Perili Bir Ev

Bükre

İhmal ettiğin herşey ölür
Katılım
3 yıl 7 ay 7 gün
Mesajlar
1,020
Tepkime puanı
506
Konum
Cinsiyet
bPg20e
"ÖLÜM CAMDI; ÖLÜM ARAMIZDAYDI"
Kalktığınız saatte, kapı kapandı sessizce. Odadan odaya gittiler, el ele, orayı kaldıran, burayı açan, kolaçan eden… hayalet bir çift.

“İşte burada bırakmışız,” dedi kadın. Adam da ekledi: “Ah, ama burada da!” “Üst katta,” diye mırıldandı kadın. “Bahçede de,” diye fısıldadı adam. “Sessiz,” dediler, “yoksa onları uyandıracağız.”

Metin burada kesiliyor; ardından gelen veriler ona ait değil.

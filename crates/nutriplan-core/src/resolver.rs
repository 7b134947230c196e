//! Candidate resolution with one relaxation pass.
//!
//! A strict pass applies every predicate. If it admits nothing, a relaxed
//! pass drops macro balance and widens the calorie tolerance. Slot,
//! admissibility and the already-used exclusion hold in both passes.

use rand::Rng;
use tracing::{debug, info};

use crate::config::EngineConfig;
use crate::knowledge::KnowledgeBase;
use crate::predicates::{first_rejection, pipeline, PredicateKind, Query};
use crate::types::{AttemptTier, FoodItem, MealSlot, RestrictionSet};

/// An item picked by the resolver and the pass that admitted it.
#[derive(Debug, Clone, Copy, PartialEq)]
pub struct Selection<'kb> {
    pub item: &'kb FoodItem,
    pub tier: AttemptTier,
}

/// Selects food items from a knowledge base.
pub struct CandidateResolver<'kb> {
    knowledge: &'kb KnowledgeBase,
    config: &'kb EngineConfig,
}

impl<'kb> CandidateResolver<'kb> {
    pub fn new(knowledge: &'kb KnowledgeBase, config: &'kb EngineConfig) -> Self {
        Self { knowledge, config }
    }

    /// Items of the knowledge base that pass every predicate of `tier`.
    pub fn candidates(&self, tier: AttemptTier, query: &Query<'_>) -> Vec<&'kb FoodItem> {
        let predicates = pipeline(tier, self.config);
        self.knowledge
            .foods()
            .iter()
            .filter(|item| match first_rejection(&predicates, item, query) {
                None => true,
                Some(kind) => {
                    // Slot mismatches are not logged.
                    if kind != PredicateKind::MealSlot {
                        debug!(food = %item.name, predicate = %kind, tier = ?tier, "Rejected candidate");
                    }
                    false
                }
            })
            .collect()
    }

    /// Pick one item for `slot` near `target_calories`, uniformly at random
    /// among the candidates of the first pass that admits any.
    ///
    /// Returns `None` only if the relaxed pass is empty too.
    pub fn select_meal<R: Rng + ?Sized>(
        &self,
        slot: MealSlot,
        target_calories: f64,
        restrictions: &RestrictionSet,
        already_used: &[String],
        rng: &mut R,
    ) -> Option<Selection<'kb>> {
        let query = Query {
            slot,
            target_calories,
            restrictions,
            already_used,
        };

        for tier in [AttemptTier::Strict, AttemptTier::Relaxed] {
            let candidates = self.candidates(tier, &query);
            debug!(slot = %slot, target = target_calories, tier = ?tier, count = candidates.len(), "Candidates found");

            if candidates.is_empty() {
                continue;
            }

            let item = candidates[rng.gen_range(0..candidates.len())];
            info!(slot = %slot, food = %item.name, calories = item.calories, tier = ?tier, "Selected meal");
            return Some(Selection { item, tier });
        }

        None
    }
}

Ama bizi uyandıran siz değildiniz. Ah, hayır. “Onu arıyorlar; perdeyi çekiyorlar,” diyebilirdi biri, o yüzden bir iki sayfa daha okuyabilirdi. “Şimdi buldular onu,” diye emin olup kalemi kenar boşluğunda durdururdu. Sonra da, okumaktan yorulup, ayağa kalkarak kendine bakabilirdi, ev bomboş, kapılar açık, memnuniyetle kabaran tahta güvercinlerden ibaret ve çiftlikten işitilen harman makinesi gürültüsü. “Buraya niçin geldim? Ne bulmak istiyordum?” Ellerim boştu. “Belki de üst kattadır?” Elmalar tavan arasındaydı. O yüzden yine indi, bahçe her zamanki gibi durgundu, kitabı çimene sokulmuştu yalnızca.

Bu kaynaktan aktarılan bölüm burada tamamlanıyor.